A pesar del tiempo transcurrido, todavía son muchas las mujeres que actúan respondiendo a programaciones de ese chip y les es muy difícil reconocerse como las primeras víctimas de estos misóginos llegando, incluso, a justificarlos con el argumento de que sus víctimas mienten. 

¿Qué ganaría una mujer al mentir o inventar que ha sido víctima de una agresión sexual? Todo lo contrario; más bien tiene demasiado que perder porque, en esta sociedad que en muchos sentidos parece detenida en el tiempo, la víctima de violencia de género que se atreve a denunciar a su victimario es estigmatizada y culpabilizada desde su propia condición de víctima. 

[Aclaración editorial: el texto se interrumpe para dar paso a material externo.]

//! Reading a `GardenConfig` from disk.

use std::path::Path;

use garden_common::ConfigError;
use tracing::{debug, info};

use super::paths::{create_default_config, default_config_path};
use crate::schema::GardenConfig;

/// Parse the TOML file at `path`. Missing keys take their defaults.
///
/// No validation happens here; `crate::load_config_from` validates after
/// environment overrides are applied.
pub fn load_from_path(path: &Path) -> Result<GardenConfig, ConfigError> {
    let content = match std::fs::read_to_string(path) {
        Ok(content) => content,
        Err(e) if e.kind() == std::io::ErrorKind::NotFound => {
            return Err(ConfigError::NotFound(path.to_path_buf()));
        }
        Err(source) => {
            return Err(ConfigError::Io {
                path: path.to_path_buf(),
                source,
            });
        }
    };

    let config = toml::from_str::<GardenConfig>(&content).map_err(|e| ConfigError::Parse {
        path: path.to_path_buf(),
        message: e.message().to_string(),
    })?;
    info!(path = %path.display(), "Loaded config");
    Ok(config)
}

/// Load the per-user config, writing a commented template on first run.
pub fn load_default() -> Result<GardenConfig, ConfigError> {
    let path = default_config_path()?;
    match load_from_path(&path) {
        Err(ConfigError::NotFound(_)) => {
            debug!(path = %path.display(), "No config yet, writing template");
            create_default_config(&path)?;
            Ok(GardenConfig::default())
        }
        loaded => loaded,
    }
}
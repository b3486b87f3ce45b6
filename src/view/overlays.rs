//! Overlay rendering (auth sheet, share sheet, specs drawer)

use ratatui::{
    layout::{Constraint, Direction, Layout, Rect},
    style::{Color, Modifier, Style},
    text::{Line, Span},
    widgets::{Block, Borders, Clear, Padding, Paragraph, Wrap},
    Frame,
};

use crate::model::{Listing, ShareTarget, SignInOption};
use super::utils::{bottom_sheet, format_price};

const BRAND: Color = Color::Rgb(204, 255, 0);
const ACCENT: Color = Color::Rgb(59, 130, 246);
const SHEET_BG: Color = Color::Rgb(24, 24, 27);

/// Dim everything behind an overlay
pub fn render_backdrop(frame: &mut Frame) {
    let area = frame.area();
    frame
        .buffer_mut()
        .set_style(area, Style::default().fg(Color::DarkGray).add_modifier(Modifier::DIM));
}

fn sheet_block(title: &str) -> Block<'_> {
    Block::default()
        .borders(Borders::TOP | Borders::LEFT | Borders::RIGHT)
        .border_style(Style::default().fg(Color::DarkGray))
        .title(Span::styled(
            format!(" {} ", title),
            Style::default().fg(Color::White).add_modifier(Modifier::BOLD),
        ))
        .title_bottom(Line::from(" Esc to close ").right_aligned())
        .padding(Padding::horizontal(1))
        .style(Style::default().bg(SHEET_BG))
}

pub fn render_auth(frame: &mut Frame, cursor: usize) {
    let popup_area = bottom_sheet(56, 15, frame.area());
    frame.render_widget(Clear, popup_area);

    let mut lines = vec![
        Line::raw(""),
        Line::from(Span::styled(
            "Create an account to contact dealers, save cars, and apply for financing.",
            Style::default().fg(Color::Gray),
        )),
        Line::raw(""),
    ];

    for (i, option) in SignInOption::ALL.iter().enumerate() {
        let style = if i == cursor {
            Style::default().fg(Color::Black).bg(Color::White).add_modifier(Modifier::BOLD)
        } else {
            Style::default().fg(Color::White).add_modifier(Modifier::BOLD)
        };
        lines.push(Line::from(vec![
            Span::styled(format!(" {} ", i + 1), Style::default().fg(Color::DarkGray)),
            Span::styled(format!(" {:<30}", option.label()), style),
        ]));
    }

    lines.push(Line::raw(""));
    lines.push(Line::from(Span::styled(
        "By continuing, you agree to our Terms of Service and Privacy Policy.",
        Style::default().fg(Color::DarkGray),
    )));

    let sheet = Paragraph::new(lines)
        .wrap(Wrap { trim: true })
        .block(sheet_block("Sign in"));
    frame.render_widget(sheet, popup_area);
}

pub fn render_share(frame: &mut Frame, listing: Option<&Listing>, cursor: usize) {
    let popup_area = bottom_sheet(64, 9, frame.area());
    frame.render_widget(Clear, popup_area);

    let targets: Vec<Span> = ShareTarget::ALL
        .iter()
        .enumerate()
        .flat_map(|(i, target)| {
            let style = if i == cursor {
                Style::default().fg(Color::Black).bg(BRAND).add_modifier(Modifier::BOLD)
            } else {
                Style::default().fg(Color::Gray)
            };
            [Span::styled(format!(" {} ", target.label()), style), Span::raw(" ")]
        })
        .collect();

    let link = listing
        .map(|l| l.share_url())
        .unwrap_or_else(|| "https://carfeed.app".to_string());

    let lines = vec![
        Line::raw(""),
        Line::from(targets),
        Line::raw(""),
        Line::from(Span::styled("─".repeat(popup_area.width as usize), Style::default().fg(Color::DarkGray))),
        Line::from(vec![
            Span::styled(link, Style::default().fg(Color::Gray)),
            Span::raw("  "),
            Span::styled("Copy", Style::default().fg(ACCENT).add_modifier(Modifier::BOLD)),
        ]),
    ];

    let sheet = Paragraph::new(lines).block(sheet_block("Share to"));
    frame.render_widget(sheet, popup_area);
}

fn stat_tile<'a>(label: &'a str, value: String) -> Paragraph<'a> {
    Paragraph::new(vec![
        Line::from(Span::styled(
            label.to_uppercase(),
            Style::default().fg(Color::Gray).add_modifier(Modifier::BOLD),
        )),
        Line::from(Span::styled(
            value,
            Style::default().fg(Color::White).add_modifier(Modifier::BOLD),
        )),
    ])
    .block(
        Block::default()
            .borders(Borders::ALL)
            .border_style(Style::default().fg(Color::DarkGray))
            .padding(Padding::horizontal(1)),
    )
}

pub fn render_specs(frame: &mut Frame, listing: &Listing) {
    let area = frame.area();
    let height = (area.height as u32 * 85 / 100) as u16;
    let popup_area = bottom_sheet(72, height, area);
    frame.render_widget(Clear, popup_area);

    let block = Block::default()
        .borders(Borders::TOP | Borders::LEFT | Borders::RIGHT)
        .border_style(Style::default().fg(Color::DarkGray))
        .title(Line::from(" ▬▬▬ ").centered())
        .title_bottom(Line::from(" Esc to close ").right_aligned())
        .padding(Padding::horizontal(1))
        .style(Style::default().bg(SHEET_BG));
    let inner = block.inner(popup_area);
    frame.render_widget(block, popup_area);

    let chunks = Layout::default()
        .direction(Direction::Vertical)
        .constraints([
            Constraint::Length(3), // Title + price
            Constraint::Length(8), // Stat tiles
            Constraint::Min(4),    // Overview
            Constraint::Length(4), // Seller
        ])
        .split(inner);

    render_specs_header(frame, chunks[0], listing);
    render_stat_grid(frame, chunks[1], listing);
    render_overview(frame, chunks[2], listing);
    render_seller(frame, chunks[3], listing);
}

fn render_specs_header(frame: &mut Frame, area: Rect, listing: &Listing) {
    let title = Paragraph::new(vec![
        Line::from(Span::styled(
            listing.title().to_uppercase(),
            Style::default().fg(Color::White).add_modifier(Modifier::BOLD),
        )),
        Line::from(Span::styled(listing.trim.as_str(), Style::default().fg(Color::Gray))),
    ]);
    frame.render_widget(title, area);

    let price = Paragraph::new(Line::from(Span::styled(
        format_price(listing.price),
        Style::default().fg(BRAND).add_modifier(Modifier::BOLD),
    )))
    .right_aligned();
    frame.render_widget(price, area);
}

fn render_stat_grid(frame: &mut Frame, area: Rect, listing: &Listing) {
    let specs = &listing.specs;
    let or_na = |v: &Option<String>| v.clone().unwrap_or_else(|| "N/A".to_string());

    let rows = Layout::default()
        .direction(Direction::Vertical)
        .constraints([Constraint::Length(4), Constraint::Length(4)])
        .split(area);
    let top = Layout::default()
        .direction(Direction::Horizontal)
        .constraints([Constraint::Percentage(50), Constraint::Percentage(50)])
        .split(rows[0]);
    let bottom = Layout::default()
        .direction(Direction::Horizontal)
        .constraints([Constraint::Percentage(50), Constraint::Percentage(50)])
        .split(rows[1]);

    frame.render_widget(stat_tile("0-60 mph", specs.zero_to_sixty.clone()), top[0]);
    frame.render_widget(stat_tile("Power", format!("{} HP", specs.horsepower)), top[1]);
    frame.render_widget(stat_tile("Top Speed", or_na(&specs.top_speed)), bottom[0]);
    frame.render_widget(stat_tile("Engine", or_na(&specs.engine)), bottom[1]);
}

fn render_overview(frame: &mut Frame, area: Rect, listing: &Listing) {
    let heading = Style::default().fg(Color::DarkGray).add_modifier(Modifier::BOLD);
    let tag = Style::default().fg(Color::Gray).bg(Color::Rgb(39, 39, 42));
    let specs = &listing.specs;

    let mut lines = vec![
        Line::from(Span::styled("VEHICLE OVERVIEW", heading)),
        Line::from(Span::styled(listing.description.as_str(), Style::default().fg(Color::Gray))),
    ];

    let extras = [
        ("Transmission", &specs.transmission),
        ("Drivetrain", &specs.drivetrain),
        ("Fuel economy", &specs.mpg),
    ];
    for (label, value) in extras {
        if let Some(value) = value {
            lines.push(Line::from(vec![
                Span::styled(format!("{}: ", label), Style::default().fg(Color::DarkGray)),
                Span::styled(value.as_str(), Style::default().fg(Color::White)),
            ]));
        }
    }

    lines.push(Line::raw(""));
    lines.push(Line::from(vec![
        Span::styled(" Clean Title ", tag),
        Span::raw(" "),
        Span::styled(" One Owner ", tag),
        Span::raw(" "),
        Span::styled(" Verified Listing ", tag),
    ]));

    frame.render_widget(Paragraph::new(lines).wrap(Wrap { trim: true }), area);
}

fn render_seller(frame: &mut Frame, area: Rect, listing: &Listing) {
    let seller = Paragraph::new(vec![
        Line::from(Span::styled(
            "SELLER",
            Style::default().fg(Color::DarkGray).add_modifier(Modifier::BOLD),
        )),
        Line::from(vec![
            Span::raw("◉ "),
            Span::styled(
                listing.seller.name.as_str(),
                Style::default().fg(Color::White).add_modifier(Modifier::BOLD),
            ),
        ]),
        Line::from(Span::styled("  ✔ Verified Dealer", Style::default().fg(ACCENT))),
    ])
    .block(
        Block::default()
            .borders(Borders::TOP)
            .border_style(Style::default().fg(Color::DarkGray)),
    );
    frame.render_widget(seller, area);

    let contact = Paragraph::new(Line::from(Span::styled(
        " Contact [c] ",
        Style::default().fg(Color::Black).bg(Color::White).add_modifier(Modifier::BOLD),
    )))
    .right_aligned();
    let button = Rect::new(area.x, area.y + 2, area.width, 1u16.min(area.height.saturating_sub(2)));
    frame.render_widget(contact, button);
}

Parece un cuento de terror en el que las parejas de los agresores llegan al absurdo de amenazar a las víctimas y a quienes destapamos sus abusos. ¿Cuántas veces estas mujeres han preferido hacerse de la vista gorda antes que reconocer que tienen a su lado a monstruos que se revuelcan en la ignominia?

Mirar cómoda y deliberadamente para otro lado, es ser parte de una cadena de complicidad que invisibiliza y minimiza la existencia de una víctima y las secuelas que esta experiencia le dejaron; secuelas que, incluso, pueden necesitar acompañamiento psiquiátrico.

Como mujeres, como sociedad tenemos tanto por asumir, por trabajar, por reconciliar, por sanar... (O)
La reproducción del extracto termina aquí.